Phantom of the Megaplex (2000)


I think one of the reasons why the DCOM “Phantom of the Megaplex” has now gone on to basic obscurity is that it’s one of the weirder movies the Disney Channel ever produced. It’s not just an ode to the love of movies, but it’s a call back to “The Phantom of the Opera.” Not only does the film draw heavily from the original story, sans the violence and murder, but it actually influences its audience to check out the Lon Chaney masterpiece. “Phantom of the Megaplex” is a busy and often messy horror fantasy, but one that works, mainly because the writers of the film clearly love movies as much as we do.

It’s a nice touch they included Mickey Rooney as one of the cast members of the film, since Rooney was not only around during the golden age of cinema, but was at one time one of the biggest stars in Hollywood. “Phantom of the Megaplex” is set on a giant movie theater that’s the centerpiece of a small town. Built after the old theater that sat on its foundation mysteriously burned down, the megaplex now runs all the major events in the town, including premiering major cinematic events. Pete Riley is the up and coming assistant manager of the huge movie theater, and there are a load of red herrings introduced in the form of eccentric supporting characters. Everyone in the movie are either very passionate about movies, or passionate about their jobs, and will do whatever it takes to express it.

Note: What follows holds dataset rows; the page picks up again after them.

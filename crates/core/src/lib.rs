//! Core logic including the agent loop, tool dispatch, conversation
//! history and connections to external tool servers.

#![deny(missing_docs)]
#![deny(clippy::missing_safety_doc)]

#[macro_use]
extern crate tracing;

mod agent;
pub mod conversation;
pub mod mcp;
mod model_client;
pub mod tool;

pub use agent::{
    Agent, AgentBuilder, AgentConfig, AgentEvent, AgentSummary, Error,
    IncompleteReason, Outcome, RetryPolicy,
};
pub use tokio_util::sync::CancellationToken;
use super::Chunks;

#[derive(Debug)]
pub enum Error {
    Chunks(crate::Error),
    InvalidPayload,
}

/// A server-sent event.
#[derive(Clone, Debug, Default, PartialEq, Eq)]
pub struct SseEvent {
    /// The `event` field, if present.
    pub event: Option<String>,
    /// The `data` fields, joined with line feeds.
    pub data: String,
}

/// A type for reading server-sent events from a chunk stream.
pub struct Sse {
    buf: Vec<u8>,
    chunks: Chunks,
}

impl Sse {
    #[inline]
    pub fn new(chunks: Chunks) -> Self {
        Self {
            buf: Vec::new(),
            chunks,
        }
    }

    pub async fn next_event(&mut self) -> Result<Option<SseEvent>, Error> {
        loop {
            // Events already in the buffer are returned before reading more.
            if let Some(event) = self.try_parse_event()? {
                return Ok(Some(event));
            }

            let Some(bytes) =
                self.chunks.next_chunk().await.map_err(Error::Chunks)?
            else {
                // Incomplete trailing data is discarded.
                return Ok(None);
            };
            // Line endings are normalized to a single line feed. Carriage
            // returns cannot appear anywhere else in the stream.
            self.buf.extend(bytes.iter().filter(|b| **b != b'\r'));
        }
    }

    fn try_parse_event(&mut self) -> Result<Option<SseEvent>, Error> {
        // event         = *( comment / field ) end-of-line
        // comment       = colon *any-char end-of-line
        // field         = 1*name-char [ colon [ space ] *any-char ] end-of-line
        loop {
            let Some(end) = self.buf.windows(2).position(|w| w == b"\n\n")
            else {
                return Ok(None);
            };
            let block: Vec<u8> = self.buf.drain(..end + 2).collect();
            let Ok(block) = str::from_utf8(&block[..end]) else {
                return Err(Error::InvalidPayload);
            };

            let mut event = SseEvent::default();
            let mut has_data = false;
            for line in block.split('\n') {
                if line.is_empty() || line.starts_with(':') {
                    continue;
                }
                let (name, value) = match line.split_once(':') {
                    Some((name, value)) => {
                        (name, value.strip_prefix(' ').unwrap_or(value))
                    }
                    None => (line, ""),
                };
                match name {
                    "event" => event.event = Some(value.to_owned()),
                    "data" => {
                        if has_data {
                            event.data.push('\n');
                        }
                        event.data.push_str(value);
                        has_data = true;
                    }
                    "id" | "retry" => {}
                    _ => return Err(Error::InvalidPayload),
                }
            }

            // Blocks without data (keep-alive comments) are not events.
            if has_data {
                return Ok(Some(event));
            }
        }
    }
}
//! A model provider for the Anthropic Messages API.

#[macro_use]
extern crate tracing;

mod config;
mod io;
mod proto;
mod response;

use std::error::Error as StdError;
use std::fmt::{self, Display};
use std::sync::Arc;

use mime::Mime;
use reqwest::{Client, Response, StatusCode, header};
use storm_agent_model::{
    ErrorKind, ModelProvider, ModelProviderError, ModelRequest,
};

pub use config::{AnthropicConfig, AnthropicConfigBuilder};
use io::{Chunks, Sse};
pub use response::AnthropicResponse;

const API_VERSION: &str = "2023-06-01";

/// Error type for [`AnthropicProvider`].
#[derive(Debug)]
pub struct Error {
    message: String,
    kind: ErrorKind,
}

impl Error {
    fn new(message: impl Into<String>, kind: ErrorKind) -> Self {
        Self {
            message: message.into(),
            kind,
        }
    }

    fn from_transport(err: reqwest::Error) -> Self {
        let kind = if err.is_timeout() {
            ErrorKind::Timeout
        } else if err.is_builder() {
            ErrorKind::InvalidRequest
        } else {
            ErrorKind::Network
        };
        Self::new(err.to_string(), kind)
    }

    /// Returns the error message.
    #[inline]
    pub fn message(&self) -> &str {
        &self.message
    }
}

impl Display for Error {
    fn fmt(&self, f: &mut fmt::Formatter<'_>) -> fmt::Result {
        write!(f, "{}", self.message)
    }
}

impl StdError for Error {}

impl ModelProviderError for Error {
    #[inline]
    fn kind(&self) -> ErrorKind {
        self.kind
    }
}

/// Model provider for the Anthropic Messages API.
#[derive(Clone, Debug)]
pub struct AnthropicProvider {
    client: Client,
    config: Arc<AnthropicConfig>,
}

impl AnthropicProvider {
    /// Creates a new `AnthropicProvider` with the given configuration.
    #[inline]
    pub fn new(config: AnthropicConfig) -> Self {
        Self {
            client: Client::new(),
            config: Arc::new(config),
        }
    }

    /// Returns the configuration of this provider.
    #[inline]
    pub fn config(&self) -> &AnthropicConfig {
        &self.config
    }
}

impl ModelProvider for AnthropicProvider {
    type Error = Error;
    type Response = AnthropicResponse;

    fn send_request(
        &self,
        req: &ModelRequest,
    ) -> impl Future<Output = Result<Self::Response, Self::Error>> + Send + 'static
    {
        let anthropic_req = proto::create_request(req, &self.config);
        debug!(
            "sending {} messages to {}",
            anthropic_req.messages.len(),
            self.config.model
        );
        let resp_fut = self
            .client
            .post(format!("{}/v1/messages", self.config.base_url))
            .header("x-api-key", &self.config.api_key)
            .header("anthropic-version", API_VERSION)
            .header(header::CONTENT_TYPE, "application/json")
            .header(header::ACCEPT, "text/event-stream")
            .json(&anthropic_req)
            .send();

        async move {
            let resp = resp_fut.await.map_err(Error::from_transport)?;
            let resp = check_status(resp).await?;

            let content_type = resp
                .headers()
                .get(header::CONTENT_TYPE)
                .and_then(|v| v.to_str().ok());
            let is_event_stream = content_type
                .and_then(|v| v.parse().ok())
                .map(|m: Mime| {
                    m.type_() == mime::TEXT && m.subtype() == mime::EVENT_STREAM
                })
                .unwrap_or(false);
            if !is_event_stream {
                return Err(Error::new(
                    format!("unexpected content type: {content_type:?}"),
                    ErrorKind::Other,
                ));
            }

            // Here we got a successful response.
            let chunks = Chunks::from_response(resp);
            let sse = Sse::new(chunks);
            Ok(AnthropicResponse::from_sse(sse))
        }
    }
}

async fn check_status(resp: Response) -> Result<Response, Error> {
    let status = resp.status();
    if status.is_success() {
        return Ok(resp);
    }

    let kind = error_kind_for_status(status);
    let body = resp.text().await.unwrap_or_default();
    let message = proto::parse_error_body(&body)
        .map(|err| err.message)
        .unwrap_or(body);
    warn!("request failed with {status}: {message}");
    Err(Error::new(format!("{status}: {message}"), kind))
}

fn error_kind_for_status(status: StatusCode) -> ErrorKind {
    match status.as_u16() {
        401 | 403 => ErrorKind::Authentication,
        400 | 404 | 413 => ErrorKind::InvalidRequest,
        429 => ErrorKind::RateLimitExceeded,
        503 | 529 => ErrorKind::Overloaded,
        code if (500..600).contains(&code) => ErrorKind::Network,
        _ => ErrorKind::Other,
    }
}
#[tokio::test]
async fn test_iteration_limit() {
    let mut model_provider = TestModelProvider::default();
    model_provider.repeat(PresetResponse::with_events([PresetEvent::tool_call(
        "call",
        "echo",
        json!({ "text": "again" }),
    )]));

    let (builder, events) = collect_events(
        AgentBuilder::with_model_provider(model_provider.clone())
            .with_tool(EchoTool::default())
            .with_max_iterations(1),
    );
    let mut agent = builder.build();
    let outcome = agent.run("Loop forever").await.unwrap();

    let Outcome::Incomplete {
        reason, iterations, ..
    } = outcome
    else {
        panic!("expected an incomplete outcome");
    };
    assert_eq!(reason, IncompleteReason::IterationLimit);
    assert_eq!(iterations, 1);
    assert_eq!(model_provider.request_count(), 1);
    // The requested call is still answered.
    assert_eq!(roles(&agent), [Role::User, Role::Assistant, Role::ToolResult]);
    assert!(
        events
            .lock()
            .unwrap()
            .contains(&AgentEvent::IterationLimitReached { iterations: 1 })
    );
}

#[tokio::test]
async fn test_unknown_tool() {
    let mut model_provider = TestModelProvider::default();
    model_provider.add_response(PresetResponse::with_events([
        PresetEvent::tool_call("call_x", "teleport", json!({})),
    ]));
    model_provider.add_response(PresetResponse::text("I can't do that."));

    let mut agent = AgentBuilder::with_model_provider(model_provider).build();
    let outcome = agent.run("Teleport me").await.unwrap();
    assert_eq!(outcome.text(), "I can't do that.");

    let ModelMessage::Tool(result) = agent.conversation().turns()[2].message()
    else {
        panic!("expected a tool result");
    };
    assert_eq!(result.id, "call_x");
    assert!(result.is_error);
    assert!(result.content.contains("teleport"));
}

#[tokio::test(start_paused = true)]
async fn test_fan_out_isolation() {
    let mut model_provider = TestModelProvider::default();
    model_provider.add_response(PresetResponse::with_events([
        PresetEvent::tool_call("a", "flaky", json!({ "sleep_secs": 2 })),
        PresetEvent::tool_call("b", "flaky", json!({ "fail": true })),
        PresetEvent::tool_call("c", "echo", json!({ "text": "c" })),
        PresetEvent::tool_call("d", "echo", json!({ "wrong": "shape" })),
    ]));
    model_provider.add_response(PresetResponse::text("done"));

    let mut agent = AgentBuilder::with_model_provider(model_provider)
        .with_tool(EchoTool::default())
        .with_tool(FlakyTool)
        .build();
    agent.run("Go").await.unwrap();

    let results: Vec<_> = agent
        .conversation()
        .turns()
        .iter()
        .filter_map(|t| match t.message() {
            ModelMessage::Tool(result) => Some(result.clone()),
            _ => None,
        })
        .collect();
    let ids: Vec<_> = results.iter().map(|r| r.id.as_str()).collect();
    assert_eq!(ids, ["a", "b", "c", "d"]);
    let failed: Vec<_> = results.iter().map(|r| r.is_error).collect();
    assert_eq!(failed, [false, true, false, true]);
    assert_eq!(results[0].content, "fine");
}

#[tokio::test(start_paused = true)]
async fn test_retry_then_success() {
    let mut model_provider = TestModelProvider::default();
    model_provider.add_response(PresetResponse::text("ok").with_failures(2));

    let (builder, events) =
        collect_events(AgentBuilder::with_model_provider(model_provider.clone()));
    let mut agent = builder.build();
    let outcome = agent.run("Hello").await.unwrap();
    assert_eq!(outcome.text(), "ok");
    assert_eq!(model_provider.request_count(), 3);

    let retries: Vec<_> = events
        .lock()
        .unwrap()
        .iter()
        .filter_map(|e| match e {
            AgentEvent::Retrying { attempt, .. } => Some(*attempt),
            _ => None,
        })
        .collect();
    assert_eq!(retries, [1, 2]);
}

#[tokio::test(start_paused = true)]
async fn test_retries_exhausted() {
    let mut model_provider = TestModelProvider::default();
    model_provider.add_response(PresetResponse::text("never").with_failures(0));

    let mut agent = AgentBuilder::with_model_provider(model_provider.clone())
        .with_retry_policy(RetryPolicy {
            max_attempts: 4,
            ..Default::default()
        })
        .build();
    let err = agent.run("Hello").await.unwrap_err();
    assert!(matches!(
        err,
        Error::Model {
            kind: ErrorKind::RateLimitExceeded,
            attempts: 4,
            ..
        }
    ));
    assert!(err.is_transient());
    assert_eq!(model_provider.request_count(), 4);
    // No assistant turn for a failed request.
    assert_eq!(roles(&agent), [Role::User]);
}

#[tokio::test]
async fn test_configuration_error_is_not_retried() {
    let mut model_provider = TestModelProvider::default();
    model_provider.add_response(
        PresetResponse::text("never")
            .with_failures(0)
            .with_failure_kind(ErrorKind::Authentication),
    );

    let mut agent =
        AgentBuilder::with_model_provider(model_provider.clone()).build();
    let err = agent.run("Hello").await.unwrap_err();
    assert!(err.is_configuration());
    assert!(matches!(err, Error::Model { attempts: 1, .. }));
    assert_eq!(model_provider.request_count(), 1);
}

Pete is concerned with keeping his job while also following through to an important film premiere about to occur in the theater. Suddenly mysterious occurrences begin to plague the planning of the newest horror movie premiere, and Pete’s little brother and sister suspect it might be a phantom. The film is loud and erratic, but is more than made up for the fact that it’s a generally fun and spooky mystery. We’re never sure if the theater is just malfunctioning for being this bloated megaplex, or if there really is someone trying to sabotage the upcoming movie premiere.

Meanwhile, many of the performances are charming, including Mickey Rooney, who has an undying passion for the movies. To the point where he hangs around the theater despite having no job there, and discusses the golden age of movies with people. I really hope Rooney doesn’t actually do that when he’s not working. “Phantom of the Megaplex” is an unusual but entertaining DCOM that really does have its heart in the right place, paying tribute to the love of movies and movie making, while also paying homage to the “Phantom of the Opera” tale that really warrants a new audience every generation.